Do spot-instance savings stack with utilization fixes?

They compose multiplicatively, not additively. A 60% spot discount on top of a fix that reclaims 40% of wasted wall-clock doesn't give you 100% savings — it gives you roughly 1 - (0.4 × 0.6) = 76%. Spot reduces the rate you pay per GPU-hour; utilization fixes reduce the GPU-hours you need. Different axes. The reflection rubric specifically asks you to separate 'compounding dimensions' (rate × utilization) from 'overlapping dimensions' (MPS vs DALI).

Why use pynvml directly instead of DCGM or dcgm-exporter?

Nothing about this pipeline requires DCGM, and NVML is the right level of abstraction for a per-pod cost probe — no extra daemon, no Prometheus dependency, trivial to embed in a training entrypoint. DCGM wins when you want richer fleet-level fields (SM_ACTIVE, DRAM_ACTIVE, TENSOR_CORE_ACTIVE, DCGM_FI_DEV_XID_ERRORS) and a structured metrics pipeline.

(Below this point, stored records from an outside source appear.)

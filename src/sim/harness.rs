//! Orchestration Loop.
//!
//! Replays a trace against a device under test one tick at a time. Each
//! iteration first expires requests whose responses are overdue, then
//! either issues the next due trace entry, drains one response, or simply
//! advances the clock. Responses keep draining while an issue waits on the
//! request channel. The run ends when the trace is exhausted and nothing is
//! pending, or when the global tick budget runs out.

use super::context::SimContext;
use super::issuer::{Issued, TransactionIssuer};
use super::matcher::{DrainOutcome, PendingTable, ResponseMatcher};
use super::oracle::GoldenRecord;
use super::trace::TraceReplay;
use crate::common::HarnessError;
use crate::config::HarnessConfig;
use crate::soc::Dut;
use crate::stats::RunReport;
use log::{error, info};

/// Trace-driven verification harness.
pub struct Harness {
    config: HarnessConfig,
    issuer: TransactionIssuer,
    matcher: ResponseMatcher,
    golden: GoldenRecord,
    pending: PendingTable,
}

impl Harness {
    pub fn new(config: &HarnessConfig) -> Self {
        Self {
            config: config.clone(),
            issuer: TransactionIssuer::new(config.enqueue_timeout),
            matcher: ResponseMatcher::new(),
            golden: GoldenRecord::new(),
            pending: PendingTable::new(),
        }
    }

    pub fn golden(&self) -> &GoldenRecord {
        &self.golden
    }

    pub fn pending(&self) -> &PendingTable {
        &self.pending
    }

    /// Runs `trace` against `dut` until completion or a terminal failure.
    ///
    /// The device is first held in reset for `reset_ticks` ticks followed by
    /// one release tick. All failures are recorded in the returned report;
    /// none is propagated as a panic or hidden.
    pub fn run(&mut self, trace: &mut TraceReplay, dut: &mut dyn Dut) -> RunReport {
        let mut ctx = SimContext::new();
        let mut report = RunReport::new(dut.name());

        self.reset_dut(&mut ctx, dut);
        dut.io_mut().out_ready = false;

        info!(
            "[Harness] replaying {} entries against {}",
            trace.len(),
            dut.name()
        );

        let mut unissued = 0;
        'run: while (!trace.is_exhausted() || !self.pending.is_empty())
            && ctx.now() < self.config.max_ticks
        {
            let now = ctx.now();
            for request in self.pending.expire(now, self.config.response_timeout) {
                let err = HarnessError::ResponseTimeout {
                    addr: request.addr,
                    kind: request.kind,
                    issued_at: request.issued_at,
                    tick: now,
                };
                error!("{}", err);
                if self.record(&mut report, err) {
                    break 'run;
                }
            }
            if trace.is_exhausted() && self.pending.is_empty() {
                break 'run;
            }

            if let Some(entry) = trace.next_ready(ctx.now()) {
                let matcher = &mut self.matcher;
                let mut drained = Vec::new();
                let issued = self.issuer.issue(
                    &mut ctx,
                    dut,
                    &entry,
                    &mut self.pending,
                    &mut self.golden,
                    self.config.max_ticks,
                    |ctx, dut, pending, golden| match matcher.drain(ctx, dut, pending, golden) {
                        DrainOutcome::Empty => ctx.advance(dut),
                        outcome => drained.push(outcome),
                    },
                );

                let failure = match issued {
                    Ok(Issued::Accepted) => {
                        report.record_issue(entry.kind);
                        None
                    }
                    Ok(Issued::OutOfTime) => {
                        unissued += 1;
                        None
                    }
                    Err(err) => Some(err),
                };
                for outcome in drained {
                    if self.settle(&mut report, outcome) {
                        break 'run;
                    }
                }
                if let Some(err) = failure {
                    if self.record(&mut report, err) {
                        break 'run;
                    }
                }
                continue;
            }

            match self
                .matcher
                .drain(&mut ctx, dut, &mut self.pending, &self.golden)
            {
                DrainOutcome::Empty => ctx.advance(dut),
                outcome => {
                    if self.settle(&mut report, outcome) {
                        break 'run;
                    }
                }
            }
        }

        let remaining = trace.remaining() + unissued;
        let unfinished = remaining > 0 || !self.pending.is_empty();
        if report.terminal.is_none() && unfinished && ctx.now() >= self.config.max_ticks {
            let err = HarnessError::GlobalTickBudgetExceeded {
                max_ticks: self.config.max_ticks,
                pending: self.pending.len(),
                remaining,
            };
            error!("{}", err);
            report.terminal = Some(err);
        }

        let (ticks, enqueue_log, response_log) = ctx.into_parts();
        report.ticks = ticks;
        report.enqueue_log = enqueue_log;
        report.response_log = response_log;
        report.unchecked_reads = self.matcher.unchecked_reads();

        if report.terminal.is_none() {
            info!("[Harness] simulation completed in {} ticks", ticks);
        }
        report
    }

    /// Holds the reset line for the configured number of ticks, then
    /// clocks one tick with reset released.
    fn reset_dut(&self, ctx: &mut SimContext, dut: &mut dyn Dut) {
        if self.config.reset_ticks == 0 {
            return;
        }
        dut.io_mut().reset = true;
        for _ in 0..self.config.reset_ticks {
            ctx.advance(dut);
        }
        dut.io_mut().reset = false;
        ctx.advance(dut);
    }

    /// Counts a consumed response and records its failure, if any.
    ///
    /// # Returns
    ///
    /// `true` if the failure ends the run under fail-fast.
    fn settle(&self, report: &mut RunReport, outcome: DrainOutcome) -> bool {
        match outcome {
            DrainOutcome::Empty => false,
            DrainOutcome::Verified => {
                report.responses += 1;
                report.verified += 1;
                false
            }
            DrainOutcome::Failed(err) => {
                report.responses += 1;
                self.record(report, err)
            }
        }
    }

    /// Records a per-transaction failure.
    ///
    /// # Returns
    ///
    /// `true` if the failure ends the run under fail-fast.
    fn record(&self, report: &mut RunReport, err: HarnessError) -> bool {
        let stop = self.config.fail_fast && !err.is_warning();
        if stop {
            report.terminal = Some(err.clone());
        }
        report.failures.push(err);
        stop
    }
}
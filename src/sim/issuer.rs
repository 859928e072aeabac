//! Transaction Issuer.
//!
//! Drives the request channel: presents a trace entry with `in_valid` high
//! and waits, one tick at a time, for the device to assert `in_ready`.
//! The waiting ticks are handed back to the caller so the response channel
//! keeps draining.

use super::context::{EnqueueRecord, SimContext};
use super::matcher::{PendingRequest, PendingTable};
use super::oracle::GoldenRecord;
use super::trace::TraceEntry;
use crate::common::{HarnessError, Tick};
use crate::soc::{Dut, Request};
use log::{error, warn};

/// How an issue attempt ended without a failure.
#[derive(Clone, Copy, Debug, PartialEq, Eq)]
pub enum Issued {
    /// The device took the request on the transfer edge.
    Accepted,
    /// The global tick budget ran out while waiting for `in_ready`. The
    /// entry was not issued.
    OutOfTime,
}

/// Producer side of the request channel.
#[derive(Debug, Clone)]
pub struct TransactionIssuer {
    enqueue_timeout: Tick,
}

impl TransactionIssuer {
    /// Creates an issuer.
    ///
    /// # Arguments
    ///
    /// * `enqueue_timeout` - Ticks to wait for `in_ready` before giving up.
    pub fn new(enqueue_timeout: Tick) -> Self {
        Self { enqueue_timeout }
    }

    pub fn enqueue_timeout(&self) -> Tick {
        self.enqueue_timeout
    }

    /// Issues one trace entry.
    ///
    /// Each tick spent waiting for `in_ready` is taken by `wait`, which must
    /// advance the clock by exactly one tick. The harness uses it to keep
    /// draining responses so a device with full queues can make progress.
    ///
    /// On acceptance the transfer edge is clocked, `in_valid` is dropped,
    /// the request becomes pending and a write's value is committed to the
    /// golden record.
    ///
    /// # Arguments
    ///
    /// * `deadline` - Global tick budget; waiting stops when it is reached.
    ///
    /// # Returns
    ///
    /// `HarnessError::EnqueueTimeout` if `in_ready` stayed low for exactly
    /// `enqueue_timeout` ticks, `Issued::OutOfTime` if the budget ran out
    /// first. `in_valid` is dropped in both cases.
    pub fn issue<W>(
        &self,
        ctx: &mut SimContext,
        dut: &mut dyn Dut,
        entry: &TraceEntry,
        pending: &mut PendingTable,
        golden: &mut GoldenRecord,
        deadline: Tick,
        mut wait: W,
    ) -> Result<Issued, HarnessError>
    where
        W: FnMut(&mut SimContext, &mut dyn Dut, &mut PendingTable, &GoldenRecord),
    {
        {
            let io = dut.io_mut();
            io.in_valid = true;
            io.in_bits = Request::new(entry.kind, entry.addr, entry.wdata);
        }

        let mut waited = 0;
        loop {
            if dut.io().in_ready && ctx.now() < deadline {
                break;
            }
            if waited >= self.enqueue_timeout {
                dut.io_mut().in_valid = false;
                let err = HarnessError::EnqueueTimeout {
                    addr: entry.addr,
                    kind: entry.kind,
                    tick: ctx.now(),
                    waited,
                };
                error!("{}", err);
                return Err(err);
            }
            if ctx.now() >= deadline {
                dut.io_mut().in_valid = false;
                warn!(
                    "{} to {:#x} still waiting for in_ready at the tick budget",
                    entry.kind, entry.addr
                );
                return Ok(Issued::OutOfTime);
            }
            wait(ctx, &mut *dut, &mut *pending, &*golden);
            waited += 1;
        }

        if pending.contains(entry.addr) {
            warn!(
                "{} to {:#x} issued while an earlier request to the same address is pending; \
                 responses are matched oldest first",
                entry.kind, entry.addr
            );
        }

        let accepted_at = ctx.now();
        ctx.advance(dut);
        dut.io_mut().in_valid = false;

        pending.insert(PendingRequest {
            addr: entry.addr,
            kind: entry.kind,
            data: entry.wdata,
            issued_at: accepted_at,
        });
        if entry.kind.is_write() {
            golden.commit(entry.addr, entry.wdata);
        }
        ctx.log_enqueue(EnqueueRecord {
            tick: accepted_at,
            addr: entry.addr,
            kind: entry.kind,
            data: entry.kind.is_write().then_some(entry.wdata),
        });

        Ok(Issued::Accepted)
    }
}
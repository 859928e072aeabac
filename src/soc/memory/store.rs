//! Sparse Memory Store.
//!
//! Backing state of the DRAM model. Only addresses that have been written
//! occupy space; everything else reads as the store's default value.

use crate::common::{Addr, Word};
use std::collections::HashMap;

/// Value every stored word decays to when a refresh deadline is missed.
pub const CORRUPTION_SENTINEL: Word = 0xFFFF_FFFF;

/// Sparse address to value map.
#[derive(Clone, Debug, Default)]
pub struct MemoryStore {
    cells: HashMap<Addr, Word>,
    default_value: Word,
}

impl MemoryStore {
    /// Creates an empty store whose absent addresses read as zero.
    pub fn new() -> Self {
        Self::default()
    }

    /// Creates an empty store whose absent addresses read as `default_value`.
    pub fn with_default(default_value: Word) -> Self {
        Self {
            cells: HashMap::new(),
            default_value,
        }
    }

    /// Reads the value at `addr`, or the default if it was never written.
    pub fn read(&self, addr: Addr) -> Word {
        self.cells.get(&addr).copied().unwrap_or(self.default_value)
    }

    /// Stores `value` at `addr`.
    pub fn write(&mut self, addr: Addr, value: Word) {
        self.cells.insert(addr, value);
    }

    /// Returns the stored value without falling back to the default.
    pub fn get(&self, addr: Addr) -> Option<Word> {
        self.cells.get(&addr).copied()
    }

    /// Overwrites every stored value with `value`.
    ///
    /// Addresses that were never written stay absent.
    pub fn corrupt_all(&mut self, value: Word) {
        self.cells.values_mut().for_each(|cell| *cell = value);
    }

    pub fn len(&self) -> usize {
        self.cells.len()
    }

    pub fn is_empty(&self) -> bool {
        self.cells.is_empty()
    }

    pub fn default_value(&self) -> Word {
        self.default_value
    }
}
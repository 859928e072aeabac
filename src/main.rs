//! DRAM Trace Verification CLI.
//!
//! The main executable. It parses command-line arguments, loads the
//! configuration, builds the device under test and replays a trace against
//! it.
//!
//! # Usage
//!
//! The harness can run in two modes:
//! 1. **Trace Mode**: Replays a `<hex-address> <READ|WRITE> <tick>` trace file.
//! 2. **Random Mode**: Generates write-then-read pairs to random addresses.

use clap::Parser;
use log::{error, info};
use std::{fs, process};

use dram_harness::config::{Config, EngineProfile};
use dram_harness::sim::loader;
use dram_harness::sim::{Harness, TraceReplay};
use dram_harness::soc::build_dut;

/// Command-line arguments for the verification harness.
///
/// Every run parameter of the configuration file can be overridden here.
#[derive(Parser, Debug)]
#[command(author, version, about = "Cycle-accurate DRAM trace verification harness")]
struct Args {
    /// TOML configuration file; defaults are used when absent.
    #[arg(short, long)]
    config: Option<String>,

    /// Trace file to replay.
    #[arg(short, long)]
    trace: Option<String>,

    /// Generate this many write-then-read pairs instead of reading a trace.
    #[arg(long, conflicts_with = "trace")]
    random: Option<usize>,

    /// Ticks between generated operations.
    #[arg(long, default_value_t = 50)]
    gap: u64,

    /// Engine profile: timed or simple.
    #[arg(long)]
    profile: Option<EngineProfile>,

    #[arg(short = 'm', long)]
    max_ticks: Option<u64>,

    #[arg(long)]
    enqueue_timeout: Option<u64>,

    #[arg(long)]
    response_timeout: Option<u64>,

    #[arg(long)]
    refresh_period: Option<u64>,

    #[arg(long)]
    refresh_interval: Option<u64>,

    #[arg(long)]
    t_rcd: Option<u32>,

    #[arg(long)]
    t_cl: Option<u32>,

    #[arg(long)]
    t_pre: Option<u32>,

    #[arg(long)]
    t_refresh: Option<u32>,

    #[arg(long)]
    response_delay: Option<u32>,

    #[arg(long)]
    seed: Option<u64>,

    /// Stop at the first per-transaction failure.
    #[arg(long)]
    fail_fast: bool,

    /// Write the full run report as JSON to this path.
    #[arg(long)]
    report: Option<String>,
}

impl Args {
    /// Applies command-line overrides on top of the loaded configuration.
    fn apply(&self, config: &mut Config) {
        let engine = &mut config.engine;
        if let Some(profile) = self.profile {
            engine.profile = profile;
        }
        if let Some(v) = self.refresh_period {
            engine.refresh_period = v;
        }
        if let Some(v) = self.t_rcd {
            engine.t_rcd = v;
        }
        if let Some(v) = self.t_cl {
            engine.t_cl = v;
        }
        if let Some(v) = self.t_pre {
            engine.t_pre = v;
        }
        if let Some(v) = self.t_refresh {
            engine.t_refresh = v;
        }
        if let Some(v) = self.response_delay {
            engine.response_delay = v;
        }

        if let Some(v) = self.refresh_interval {
            config.controller.refresh_interval = v;
        }

        let harness = &mut config.harness;
        if let Some(v) = self.max_ticks {
            harness.max_ticks = v;
        }
        if let Some(v) = self.enqueue_timeout {
            harness.enqueue_timeout = v;
        }
        if let Some(v) = self.response_timeout {
            harness.response_timeout = v;
        }
        if self.seed.is_some() {
            harness.seed = self.seed;
        }
        if self.fail_fast {
            harness.fail_fast = true;
        }
    }
}

/// Main entry point for the verification harness.
///
/// # Behavior
///
/// 1. **Configuration**: Loads the TOML file (or defaults) and applies overrides.
/// 2. **Initialization**: Builds the device under test for the engine profile.
/// 3. **Stimulus**: Loads the trace file or generates random pairs.
/// 4. **Simulation Loop**: Replays the trace until completion or a terminal failure.
/// 5. **Teardown**: Prints the summary, writes the JSON report and exits 0
///    only for a clean run.
fn main() {
    env_logger::Builder::from_env(env_logger::Env::default().default_filter_or("info")).init();

    let args = Args::parse();

    let mut config = match &args.config {
        Some(path) => Config::from_file(path).unwrap_or_else(|e| {
            error!("could not load config '{}': {}", path, e);
            process::exit(1);
        }),
        None => Config::default(),
    };
    args.apply(&mut config);
    if let Err(e) = config.validate() {
        error!("{}", e);
        process::exit(1);
    }

    info!("Engine:");
    info!("  Profile:            {:?}", config.engine.profile);
    info!(
        "  tRCD/tCL/tPRE/tREF: {}/{}/{}/{}",
        config.engine.t_rcd, config.engine.t_cl, config.engine.t_pre, config.engine.t_refresh
    );
    info!("  Refresh Period:     {}", config.engine.refresh_period);
    info!("Harness:");
    info!("  Max Ticks:          {}", config.harness.max_ticks);
    info!("  Enqueue Timeout:    {}", config.harness.enqueue_timeout);
    info!("  Response Timeout:   {}", config.harness.response_timeout);

    let mut rng = loader::seeded_rng(config.harness.seed);
    let mut trace = if let Some(path) = &args.trace {
        let entries = loader::load_trace_file(path, &mut rng).unwrap_or_else(|e| {
            error!("could not load trace '{}': {}", path, e);
            process::exit(1);
        });
        TraceReplay::new(entries)
    } else if let Some(pairs) = args.random {
        loader::random_replay(pairs, args.gap, &mut rng)
    } else {
        eprintln!("Error: No stimulus specified.");
        eprintln!("Usage:");
        eprintln!("  Trace mode:   --trace <file.trace>");
        eprintln!("  Random mode:  --random <pairs> [--gap <ticks>]");
        process::exit(1);
    };

    let mut dut = build_dut(&config);
    let mut harness = Harness::new(&config.harness);
    let report = harness.run(&mut trace, dut.as_mut());

    report.print();

    if let Some(path) = &args.report {
        let written = report
            .to_json()
            .map_err(|e| e.to_string())
            .and_then(|json| fs::write(path, json).map_err(|e| e.to_string()));
        if let Err(e) = written {
            error!("could not write report '{}': {}", path, e);
        }
    }

    process::exit(if report.is_clean() { 0 } else { 1 });
}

This lab stays at NVML so you focus on the cost-accounting logic, not on standing up an exporter — the concepts port directly when you swap the sampler for dcgm-exporter queries later.

What counts as 'productive' utilization in the classifier?

The lab uses 70–90% as the productive band and >=90% as compute-bound. The distinction matters: a workload pinned at 90%+ is already saturating the SMs and your remaining levers are precision (FP16/BF16/FP8), Tensor Core adoption, and fused kernels — not dataloader tweaks. A workload consistently in the 70–90% band has real headroom from bigger batches, overlap between H2D copies and compute, or moving to a smaller GPU SKU. The recommender branches on this: compute-bound rows suggest AMP; underutilized rows suggest num_workers and DALI.